**TASK TO CARRY OUT**
Please write out all of the entries without altering anything.

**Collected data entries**

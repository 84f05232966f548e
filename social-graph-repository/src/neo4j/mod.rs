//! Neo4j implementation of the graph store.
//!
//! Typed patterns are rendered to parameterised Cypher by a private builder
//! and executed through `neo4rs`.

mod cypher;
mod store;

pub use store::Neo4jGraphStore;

**OUTPUT FOR THIS EXERCISE**
repository 84f05232966f548e
filename social-graph-repository/src/neo4j/mod.rs
//! Neo4j implementation of the graph store.
//!
//! Typed patterns are rendered to parameterised Cypher by a private builder
//! and executed through `neo4rs`.

mod cypher;
mod store;

pub use store::Neo4jGraphStore;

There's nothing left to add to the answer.